ウ 操作者は0.25mm鉛当量以上の防護衣を着用する等、防護に配慮すること。
エ 操作者は、介助する医療従事者がX線撮影時に、患者の身体を支える場合には、0.25mm鉛当量以上の防護衣・防護手袋を着用させること。
オ X線撮影に必要な医療従事者以外は、X線管容器及び患者から2m以上離れて、X線撮影が終了するまで待機すること。また、2m以上離れることができない場合には、防護衣(0.25mm鉛当量以上)等で、防護措置を講ずること。
② 家族・介助者及び公衆の防護
ア 患者の家族、介助者及び訪問者は、X線管容器及び患者から2m以上離れて、X線撮影が終了するまで待機させること。特に、子供及び妊婦は2m以上の距離のある場所に移動すること。また、2m以上離れることができない場合には、防護衣(0.25mm鉛当量以上)等で、防護措置を講ずること。

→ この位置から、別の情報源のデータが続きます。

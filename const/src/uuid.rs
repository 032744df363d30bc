use std::fmt::{Debug, Display, Formatter};
use std::mem::size_of;
use std::num::{NonZeroU128, NonZeroU16};
use std::str::FromStr;

use num_enum::TryFromPrimitive;

const SHIFT: u32 = u128::BITS - u32::BITS;
const BASE: u128 = 0x00000000_0000_1000_8000_00805F9B34FB;
const MASK_16: u128 = !((u16::MAX as u128) << SHIFT);
const MASK_32: u128 = !((u32::MAX as u128) << SHIFT);

/// Error returned when a UUID string cannot be parsed.
#[derive(Clone, Debug, Eq, PartialEq, thiserror::Error)]
#[error("invalid UUID {0:?}")]
pub struct ParseUuidError(String);

/// 16-, 32-, or 128-bit UUID ([Vol 3] Part B, Section 2.5.1).
///
/// Text parsing is case-insensitive and accepts the 16-bit (`"2902"`), 32-bit
/// (`"0000FEAA"`), and 128-bit (`"00002902-0000-1000-8000-00805f9b34fb"`)
/// forms. Short forms are expanded using the Bluetooth base UUID, so all
/// representations of the same UUID compare equal.
#[derive(Clone, Copy, Eq, Hash, Ord, PartialEq, PartialOrd)]
#[repr(transparent)]
pub struct Uuid(NonZeroU128);

impl Uuid {
    /// UUID size in bytes.
    pub const BYTES: usize = size_of::<Self>();

    /// Creates a UUID from a `u128`.
    #[inline]
    #[must_use]
    pub const fn new(v: u128) -> Option<Self> {
        match NonZeroU128::new(v) {
            Some(nz) => Some(Self(nz)),
            None => None,
        }
    }

    /// Creates a UUID from a `u128` without checking whether the value is
    /// non-zero.
    ///
    /// # Safety
    ///
    /// The value must not be zero.
    #[inline]
    #[must_use]
    pub const unsafe fn new_unchecked(v: u128) -> Self {
        Self(NonZeroU128::new_unchecked(v))
    }

    /// Returns the UUID type. Returns [`UuidType::NonSig`] for non-SIG UUID.
    #[inline]
    #[must_use]
    pub fn typ(self) -> UuidType {
        self.as_uuid16().map_or(UuidType::NonSig, Uuid16::typ)
    }

    /// Returns a [`Uuid16`] representation or [`None`] if the UUID is not an
    /// assigned 16-bit UUID.
    #[inline]
    #[must_use]
    pub fn as_uuid16(self) -> Option<Uuid16> {
        self.as_u16().and_then(Uuid16::new)
    }

    /// Converts an assigned 16-bit Bluetooth SIG UUID to `u16`. This is
    /// mutually exclusive with `as_u32` and `as_u128`.
    #[inline]
    #[must_use]
    pub fn as_u16(self) -> Option<u16> {
        #[allow(clippy::cast_possible_truncation)]
        let v = (self.0.get() >> SHIFT) as u16;
        (self.0.get() & MASK_16 == BASE && v > 0).then_some(v)
    }

    /// Converts an assigned 32-bit Bluetooth SIG UUID to `u32`. This is
    /// mutually exclusive with `as_u16` and `as_u128`.
    #[inline]
    #[must_use]
    pub fn as_u32(self) -> Option<u32> {
        #[allow(clippy::cast_possible_truncation)]
        let v = (self.0.get() >> SHIFT) as u32;
        (self.0.get() & MASK_32 == BASE && v > u32::from(u16::MAX)).then_some(v)
    }

    /// Converts an unassigned UUID to `u128`. This is mutually exclusive with
    /// `as_u16` and `as_u32`.
    #[inline]
    #[must_use]
    pub fn as_u128(self) -> Option<u128> {
        (self.0.get() & MASK_32 != BASE).then_some(self.0.get())
    }

    /// Returns the UUID as a little-endian byte array.
    #[inline]
    #[must_use]
    pub const fn to_bytes(self) -> [u8; Self::BYTES] {
        self.0.get().to_le_bytes()
    }
}

impl From<Uuid16> for Uuid {
    #[inline]
    fn from(u: Uuid16) -> Self {
        u.as_uuid()
    }
}

impl TryFrom<&[u8]> for Uuid {
    type Error = ();

    #[inline]
    fn try_from(v: &[u8]) -> Result<Self, Self::Error> {
        match v.len() {
            Self::BYTES => {
                let mut b = [0; Self::BYTES];
                b.copy_from_slice(v);
                Self::new(u128::from_le_bytes(b))
            }
            Uuid16::BYTES => Uuid16::new(u16::from_le_bytes([v[0], v[1]])).map(Uuid16::as_uuid),
            _ => None,
        }
        .ok_or(())
    }
}

impl FromStr for Uuid {
    type Err = ParseUuidError;

    fn from_str(s: &str) -> Result<Self, Self::Err> {
        let err = || ParseUuidError(s.to_owned());
        let t = s.trim();
        let t = (t.strip_prefix("0x").or_else(|| t.strip_prefix("0X"))).unwrap_or(t);
        let hex: String = match t.len() {
            4 | 8 | 32 => t.to_owned(),
            36 => {
                let b = t.as_bytes();
                if [8, 13, 18, 23].iter().any(|&i| b[i] != b'-') {
                    return Err(err());
                }
                t.chars().filter(|&c| c != '-').collect()
            }
            _ => return Err(err()),
        };
        // from_str_radix accepts a leading sign, which is not valid here
        if !hex.bytes().all(|c| c.is_ascii_hexdigit()) {
            return Err(err());
        }
        let v = u128::from_str_radix(&hex, 16).map_err(|_| err())?;
        let v = match hex.len() {
            4 | 8 => v << SHIFT | BASE,
            _ => v,
        };
        Self::new(v).ok_or_else(err)
    }
}

impl Debug for Uuid {
    #[allow(clippy::cast_possible_truncation)]
    fn fmt(&self, f: &mut Formatter<'_>) -> std::fmt::Result {
        if let Some(v) = self.as_u16() {
            write!(f, "{v:#06X}")
        } else if let Some(v) = self.as_u32() {
            write!(f, "{v:#010X}")
        } else {
            let v = self.0.get();
            write!(
                f,
                "{:08X}-{:04X}-{:04X}-{:04X}-{:012X}",
                (v >> 96) as u32,
                (v >> 80) as u16,
                (v >> 64) as u16,
                (v >> 48) as u16,
                (v & ((1 << 48) - 1)) as u64
            )
        }
    }
}

impl Display for Uuid {
    /// Formats the UUID in the canonical lowercase 128-bit form.
    #[allow(clippy::cast_possible_truncation)]
    fn fmt(&self, f: &mut Formatter<'_>) -> std::fmt::Result {
        let v = self.0.get();
        write!(
            f,
            "{:08x}-{:04x}-{:04x}-{:04x}-{:012x}",
            (v >> 96) as u32,
            (v >> 80) as u16,
            (v >> 64) as u16,
            (v >> 48) as u16,
            (v & ((1 << 48) - 1)) as u64
        )
    }
}

impl From<Uuid> for u128 {
    #[inline]
    fn from(u: Uuid) -> Self {
        u.0.get()
    }
}

impl serde::Serialize for Uuid {
    #[inline]
    fn serialize<S: serde::Serializer>(&self, s: S) -> Result<S::Ok, S::Error> {
        s.collect_str(self)
    }
}

impl<'de> serde::Deserialize<'de> for Uuid {
    fn deserialize<D: serde::Deserializer<'de>>(d: D) -> Result<Self, D::Error> {
        let s = String::deserialize(d)?;
        s.parse().map_err(serde::de::Error::custom)
    }
}

/// 16-bit Bluetooth SIG UUID.
#[derive(Clone, Copy, Eq, Hash, Ord, PartialEq, PartialOrd)]
#[repr(transparent)]
pub struct Uuid16(NonZeroU16);

impl Uuid16 {
    /// UUID size in bytes.
    pub const BYTES: usize = size_of::<Self>();

    /// Creates a 16-bit SIG UUID from a `u16`.
    #[inline]
    #[must_use]
    pub const fn new(v: u16) -> Option<Self> {
        match NonZeroU16::new(v) {
            Some(nz) => Some(Self(nz)),
            None => None,
        }
    }

    /// Returns the UUID type.
    #[must_use]
    pub fn typ(self) -> UuidType {
        let u = self.0.get();
        match u >> 8 {
            0x28 => Declaration::try_from_primitive(u).map_or(UuidType::Unknown(u), UuidType::Declaration),
            0x29 => Descriptor::try_from_primitive(u).map_or(UuidType::Unknown(u), UuidType::Descriptor),
            _ => UuidType::Unknown(u),
        }
    }

    /// Returns 128-bit UUID representation.
    #[inline]
    #[must_use]
    pub const fn as_uuid(self) -> Uuid {
        // SAFETY: BASE is non-zero
        unsafe { Uuid::new_unchecked((self.0.get() as u128) << SHIFT | BASE) }
    }

    /// Returns the raw 16-bit UUID value.
    #[inline(always)]
    #[must_use]
    pub const fn raw(self) -> u16 {
        self.0.get()
    }

    /// Returns the UUID as a little-endian byte array.
    #[inline]
    #[must_use]
    pub const fn to_bytes(self) -> [u8; Self::BYTES] {
        self.0.get().to_le_bytes()
    }
}

impl Debug for Uuid16 {
    #[inline]
    fn fmt(&self, f: &mut Formatter<'_>) -> std::fmt::Result {
        write!(f, "{:#06X}", self.0.get())
    }
}

impl Display for Uuid16 {
    #[inline(always)]
    fn fmt(&self, f: &mut Formatter<'_>) -> std::fmt::Result {
        Debug::fmt(&self.typ(), f)
    }
}

impl From<Uuid16> for u16 {
    #[inline]
    fn from(u: Uuid16) -> Self {
        u.raw()
    }
}

/// Creates an assigned 16-bit UUID.
///
/// # Panics
///
/// Panics if `v` is zero.
#[inline]
#[must_use]
pub const fn uuid16(v: u16) -> Uuid16 {
    match Uuid16::new(v) {
        Some(u) => u,
        None => panic!("zero UUID"),
    }
}

/// 16-bit UUID type.
#[derive(Clone, Copy, Debug, Eq, Ord, PartialEq, PartialOrd)]
#[non_exhaustive]
pub enum UuidType {
    Declaration(Declaration),
    Descriptor(Descriptor),
    Unknown(u16),
    NonSig,
}

impl From<Uuid> for UuidType {
    #[inline(always)]
    fn from(u: Uuid) -> Self {
        u.typ()
    }
}

/// GATT attribute types ([Assigned Numbers] Section 3.5).
#[cfg_attr(test, derive(enum_iterator::Sequence))]
#[derive(Clone, Copy, Debug, Eq, Hash, Ord, PartialEq, PartialOrd, TryFromPrimitive)]
#[non_exhaustive]
#[repr(u16)]
pub enum Declaration {
    PrimaryService = 0x2800,
    SecondaryService = 0x2801,
    Include = 0x2802,
    Characteristic = 0x2803,
}

/// GATT characteristic descriptors ([Assigned Numbers] Section 3.7).
#[cfg_attr(test, derive(enum_iterator::Sequence))]
#[derive(Clone, Copy, Debug, Eq, Hash, Ord, PartialEq, PartialOrd, TryFromPrimitive)]
#[non_exhaustive]
#[repr(u16)]
pub enum Descriptor {
    CharacteristicExtendedProperties = 0x2900,
    CharacteristicUserDescription = 0x2901,
    ClientCharacteristicConfiguration = 0x2902,
    ServerCharacteristicConfiguration = 0x2903,
    CharacteristicPresentationFormat = 0x2904,
    CharacteristicAggregateFormat = 0x2905,
}

macro_rules! uuid16_enum {
    ($($t:ident),+) => {$(
        impl $t {
            /// Returns the assigned 16-bit UUID.
            #[inline]
            #[must_use]
            pub const fn uuid16(self) -> Uuid16 {
                uuid16(self as u16)
            }

            /// Returns the 128-bit UUID.
            #[inline]
            #[must_use]
            pub const fn uuid(self) -> Uuid {
                self.uuid16().as_uuid()
            }
        }

        impl From<$t> for Uuid {
            #[inline]
            fn from(v: $t) -> Self {
                v.uuid()
            }
        }

        impl PartialEq<$t> for Uuid {
            #[inline]
            fn eq(&self, rhs: &$t) -> bool {
                *self == rhs.uuid()
            }
        }
    )+};
}

uuid16_enum!(Declaration, Descriptor);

イ 患者の家族及び介助者がX線撮影時に患者の身体を支える場合は、0.25mm鉛当量以上の防護衣・防護手袋を着用させること。
③ 歯科口内法X線撮影における防護
歯科用X線装置を用いる歯科口内法X線撮影における防護は、基本的に一般X線撮影時のの防護と同様に行えば良い。なお、歯科口内法X線撮影については、医科領域における一般X線撮影と比較して、照射方向が多様となるなどの特殊性がある。また、在宅医療における歯科口内法X線撮影は、患者によってはフィルムの保持が困難な場合も想定される。このような歯科口内法X線撮影の特殊性に鑑みて、上記①、②の防護策に加えて、以下の点に留意する必要がある。
ア 照射方向の設定に十分に留意し、確認すること。
イ 照射筒を皮膚面から離さないようにし、照射野の直径は8cmを超えないこと。
ウ 原則として、フィルム保持と照射方向を支持する補助具(インジケータ)を使用すること。
(3)X線撮影装置の保守・管理
X線撮影装置の保守・管理や器材の選択は、被爆の低減のみならず、良質のX線写真を得るためにも重要であるので、定期的にX線撮影装置の安全や性能が維持できているかの点検を行うことが望ましい。また、診療に適したスクリーン、フィルム、イメージングプレート等を選択し、適正な撮影及び現像処理行われるように注意する事。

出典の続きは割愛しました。